The doctrine of separation finds its home in U.S. It forms the basis of the American constitutional structure. Article I vests the legislative power in the congress; Article II vests executive power in the President and Article III vests judicial power in the Supreme Court. The framers of the American constitution believed that the principle of separation of powers would help to prevent the rise of tyrannical government by making it impossible for a single group of persons to exercise too much power. Accordingly they intended that the balance of power should be attained by checks and balances between separate organs of the government. This alternative system existing with the separation of prevents any organ to become supreme.

Despite of the express mention of this doctrine in the Constitution, U.S. incorporates certain exceptions to the principle of separation with a view to introduce system of checks and balances. For example, a bill passed by the congress may be vetoed by the President in the exercise of his legislative power. Also treaty making power is with the President but its not effective till approved by the senate. It was the exercise of executive power of the senate due to which U.S. couldnt become a member to league of Nations. The Supreme Court has the power to declare the acts passed by the congress as unconstitutional. There are other functions of an organ also which are exercised by the other. India, too, followed U.S. in adoption of the checks and balances which make sure that the individuals organs doesnt behold the powers absolutely.

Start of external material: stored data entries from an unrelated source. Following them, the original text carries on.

#[cfg(test)]
mod tests {
    use super::*;

    fn sq(name: &str) -> Square {
        Square::from_algebraic(name).unwrap()
    }

    fn play(engine: &mut Engine, from: &str, to: &str) -> MoveOutcome {
        engine.apply_move(sq(from), sq(to)).unwrap()
    }

    #[test]
    fn select_rejects_empty_and_enemy_squares() {
        let mut engine = Engine::new();
        assert_eq!(engine.select(sq("e4")), Err(EngineError::InvalidSelection(sq("e4"))));
        assert_eq!(engine.select(sq("e7")), Err(EngineError::InvalidSelection(sq("e7"))));
        assert_eq!(engine.selected(), None);

        let moves = engine.select(sq("g1")).unwrap().len();
        assert_eq!(moves, 2);
        assert_eq!(engine.selected(), Some(sq("g1")));
    }

    #[test]
    fn illegal_move_changes_nothing() {
        let mut engine = Engine::new();
        let before = *engine.position();
        assert_eq!(
            engine.apply_move(sq("e2"), sq("e5")),
            Err(EngineError::IllegalMove { from: sq("e2"), to: sq("e5") })
        );
        assert_eq!(*engine.position(), before);
        assert!(engine.move_history().is_empty());
    }

    #[test]
    fn double_push_sets_and_next_move_clears_en_passant() {
        let mut engine = Engine::new();
        play(&mut engine, "e2", "e4");
        assert_eq!(engine.en_passant_target(), Some(sq("e3")));
        play(&mut engine, "g8", "f6");
        assert_eq!(engine.en_passant_target(), None);
    }

    #[test]
    fn apply_then_undo_restores_everything() {
        let mut engine = Engine::new();
        play(&mut engine, "e2", "e4");
        play(&mut engine, "d7", "d5");
        let before = engine.clone();
        play(&mut engine, "e4", "d5");
        assert_eq!(engine.captured_pieces().by_white, vec![Piece::new(PieceKind::Pawn, Color::Black)]);

        let record = engine.undo_move().unwrap();
        assert_eq!(record.notation(), "xd5");
        assert_eq!(engine.position(), before.position());
        assert_eq!(engine.captured_pieces(), before.captured_pieces());
        assert_eq!(engine.status(), before.status());
        assert_eq!(engine.repetition_count(), 1);
    }

    #[test]
    fn undo_with_empty_history_is_rejected_without_change() {
        let mut engine = Engine::new();
        assert_eq!(engine.undo_move(), Err(EngineError::EmptyHistory));
        assert_eq!(*engine.position(), Position::initial());
    }

    #[test]
    fn rook_captured_on_corner_loses_castling_side() {
        let board = Board::from_pieces(&[("e1", 'K'), ("h1", 'R'), ("e8", 'k'), ("h8", 'r'), ("a8", 'r')]);
        let mut engine = Engine::from_board(board, Color::White);
        play(&mut engine, "h1", "h8");
        assert!(!engine.castling_rights().can_castle(Color::Black, CastleSide::KingSide));
        assert!(engine.castling_rights().can_castle(Color::Black, CastleSide::QueenSide));
        engine.undo_move().unwrap();
        assert!(engine.castling_rights().can_castle(Color::Black, CastleSide::KingSide));
    }

    #[test]
    fn commands_are_refused_after_game_over() {
        let mut engine = Engine::from_board(Board::from_pieces(&[("a1", 'K'), ("h8", 'k')]), Color::White);
        assert!(engine.status().game_over);
        assert_eq!(engine.apply_move(sq("a1"), sq("a2")), Err(EngineError::GameOver));
        assert_eq!(engine.select(sq("a1")), Err(EngineError::GameOver));
    }

    #[test]
    fn knight_shuffle_allows_threefold_claim() {
        let mut engine = Engine::new();
        assert_eq!(engine.claim_draw(), Err(EngineError::DrawClaimInvalid));
        for _ in 0..2 {
            play(&mut engine, "g1", "f3");
            play(&mut engine, "g8", "f6");
            play(&mut engine, "f3", "g1");
            play(&mut engine, "f6", "g8");
        }
        assert_eq!(engine.repetition_count(), 3);
        let status = engine.claim_draw().unwrap();
        assert_eq!(status.draw, Some(DrawReason::ThreefoldRepetition));
        assert!(status.game_over);
    }

    #[test]
    fn perft_from_start() {
        let mut engine = Engine::new();
        assert_eq!(engine.perft(1), 20);
        assert_eq!(engine.perft(2), 400);
        assert!(engine.move_history().is_empty());
        assert_eq!(*engine.position(), Position::initial());
    }

    #[test]
    fn reset_clears_pending_promotion() {
        let board = Board::from_pieces(&[("e1", 'K'), ("a8", 'k'), ("g7", 'P')]);
        let mut engine = Engine::from_board(board, Color::White);
        assert_eq!(play(&mut engine, "g7", "g8"), MoveOutcome::PromotionPending { square: sq("g8") });
        engine.reset();
        assert_eq!(engine.pending_promotion(), None);
        assert_eq!(*engine.position(), Position::initial());
    }
}
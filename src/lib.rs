//! Rules engine for standard chess: board state, legal move generation,
//! check/checkmate/stalemate/draw detection, and reversible move application
//! including castling, en passant and two-phase promotion.

pub mod attacks;
pub mod board;
pub mod config;
pub mod error;
pub mod game;
pub mod history;
pub mod legal;
pub mod movegen;
pub mod moves;
pub mod position;
pub mod rights;
pub mod status;
pub mod types;
pub mod zobrist;

pub use board::Board;
pub use error::{EngineError, SaveError};
pub use game::{CapturedPieces, Engine, MoveOutcome};
pub use history::MoveRecord;
pub use moves::{Move, MoveKind};
pub use position::Position;
pub use rights::{CastleSide, CastlingRights};
pub use status::{DrawReason, GameStatus};
pub use types::{Color, Piece, PieceKind, Square};
// src/attacks.rs
use crate::movegen::{pseudo_legal_moves, GenMode};
use crate::position::Position;
use crate::types::{Color, Square};

// --- Attack Generation ---
/// Checks whether any piece of the side opposing `defending` attacks `target`.
/// Attackers are generated in attack mode, so castling never counts.
pub fn is_square_attacked(pos: &Position, target: Square, defending: Color) -> bool {
    let attacker = defending.opponent();
    pos.board
        .pieces()
        .filter(|(_, piece)| piece.color == attacker)
        .any(|(from, _)| {
            pseudo_legal_moves(pos, from, GenMode::Attacks)
                .iter()
                .any(|mv| mv.to == target)
        })
}

/// True if `color`'s king is attacked. A board without that king is never in check.
pub fn is_in_check(pos: &Position, color: Color) -> bool {
    match pos.board.find_king(color) {
        Some(king_sq) => is_square_attacked(pos, king_sq, color),
        None => false,
    }
}

#[cfg(test)]
mod tests {
    use super::*;
    use crate::board::Board;

    fn sq(name: &str) -> Square {
        Square::from_algebraic(name).unwrap()
    }

    #[test]
    fn rook_attacks_along_open_file_only() {
        let board = Board::from_pieces(&[("e1", 'K'), ("a8", 'k'), ("e7", 'r'), ("d7", 'n')]);
        let pos = Position::from_board(board, Color::White);
        assert!(is_in_check(&pos, Color::White));
        assert!(is_square_attacked(&pos, sq("e3"), Color::White));
        assert!(!is_square_attacked(&pos, sq("d1"), Color::White));
    }

    #[test]
    fn blocked_ray_does_not_attack() {
        let board = Board::from_pieces(&[("e1", 'K'), ("a8", 'k'), ("e7", 'r'), ("e2", 'P')]);
        let pos = Position::from_board(board, Color::White);
        assert!(!is_in_check(&pos, Color::White));
    }

    #[test]
    fn pawn_push_square_is_not_attacked() {
        let board = Board::from_pieces(&[("a1", 'K'), ("h8", 'k'), ("d5", 'p')]);
        let pos = Position::from_board(board, Color::White);
        assert!(!is_square_attacked(&pos, sq("d4"), Color::White));
        assert!(is_square_attacked(&pos, sq("c4"), Color::White));
        assert!(is_square_attacked(&pos, sq("e4"), Color::White));
    }

    #[test]
    fn missing_king_is_never_in_check() {
        let board = Board::from_pieces(&[("e8", 'k'), ("e1", 'Q')]);
        let pos = Position::from_board(board, Color::White);
        assert!(!is_in_check(&pos, Color::White));
        assert!(is_in_check(&pos, Color::Black));
    }
}
// src/zobrist.rs
use lazy_static::lazy_static;
use rand::rngs::StdRng;
use rand::{RngCore, SeedableRng};

use crate::legal::legal_moves;
use crate::moves::MoveKind;
use crate::position::Position;
use crate::types::{Color, Square};

lazy_static! {
    static ref ZOBRIST: ZobristTable = ZobristTable::new();
}

// --- Zobrist Hashing ---
#[derive(Debug, Clone)]
struct ZobristTable {
    // piece[color][piece_type][square]
    piece_keys: [[[u64; 64]; 6]; 2],
    // One key per castling bookkeeping flag, XORed in while the flag is set
    rights_keys: [u64; 6],
    en_passant_keys: [u64; 64],
    black_to_move_key: u64,
}

impl ZobristTable {
    fn new() -> Self {
        // Fixed seed so keys are stable between runs
        let mut rng = StdRng::seed_from_u64(0xDEADBEEFCAFEBABE);
        let mut table = ZobristTable {
            piece_keys: [[[0; 64]; 6]; 2],
            rights_keys: [0; 6],
            en_passant_keys: [0; 64],
            black_to_move_key: rng.next_u64(),
        };

        for color in table.piece_keys.iter_mut() {
            for kind in color.iter_mut() {
                for key in kind.iter_mut() {
                    *key = rng.next_u64();
                }
            }
        }
        for key in table.rights_keys.iter_mut() {
            *key = rng.next_u64();
        }
        for key in table.en_passant_keys.iter_mut() {
            *key = rng.next_u64();
        }

        table
    }
}

/// Hash of everything that makes two positions the same for repetition purposes.
pub fn position_key(pos: &Position) -> u64 {
    let zob = &*ZOBRIST;
    let mut key = 0u64;

    for (sq, piece) in pos.board.pieces() {
        key ^= zob.piece_keys[piece.color.index()][piece.kind.index()][sq.index()];
    }
    for (flag, rights_key) in pos.rights.flags().iter().zip(zob.rights_keys.iter()) {
        if *flag { key ^= rights_key; }
    }
    if let Some(ep) = pos.en_passant.filter(|ep| en_passant_capturable(pos, *ep)) {
        key ^= zob.en_passant_keys[ep.index()];
    }
    if pos.turn == Color::Black {
        key ^= zob.black_to_move_key;
    }

    key
}

/// A target nobody can capture on leaves the position unchanged.
fn en_passant_capturable(pos: &Position, target: Square) -> bool {
    let behind = -pos.turn.pawn_direction();
    [-1, 1]
        .into_iter()
        .filter_map(|d_col| target.offset(behind, d_col))
        .flat_map(|from| legal_moves(pos, from))
        .any(|mv| mv.to == target && matches!(mv.kind, MoveKind::EnPassantCapture { .. }))
}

This means that functioning of one organ is checked by the other to an extent so that no organ may misuse the power. Therefore, the constitution which gives a good mention of the doctrine in its provisions also does not follow it in its rigidity and hence has opted for dilution of powers just like India.

Before we go to India, its important to know the constitutional setup of the country to which India was a colony and ultimately owes the existence of the form of government it has. U.K. follows a Parliamentary form of government where the Crown is the nominal head and the real legislative functions are performed by the Parliament. The existence of a cabinet system refutes the doctrine of separation of powers completely. It is the Cabinet which is the real head of the executive, instead of the Crown. It initiates legislations, controls the legislature, it even holds the power to dissolve the assembly. The resting of two powers in the single body, therefore denies the fact that there is any kind of separation of powers in England.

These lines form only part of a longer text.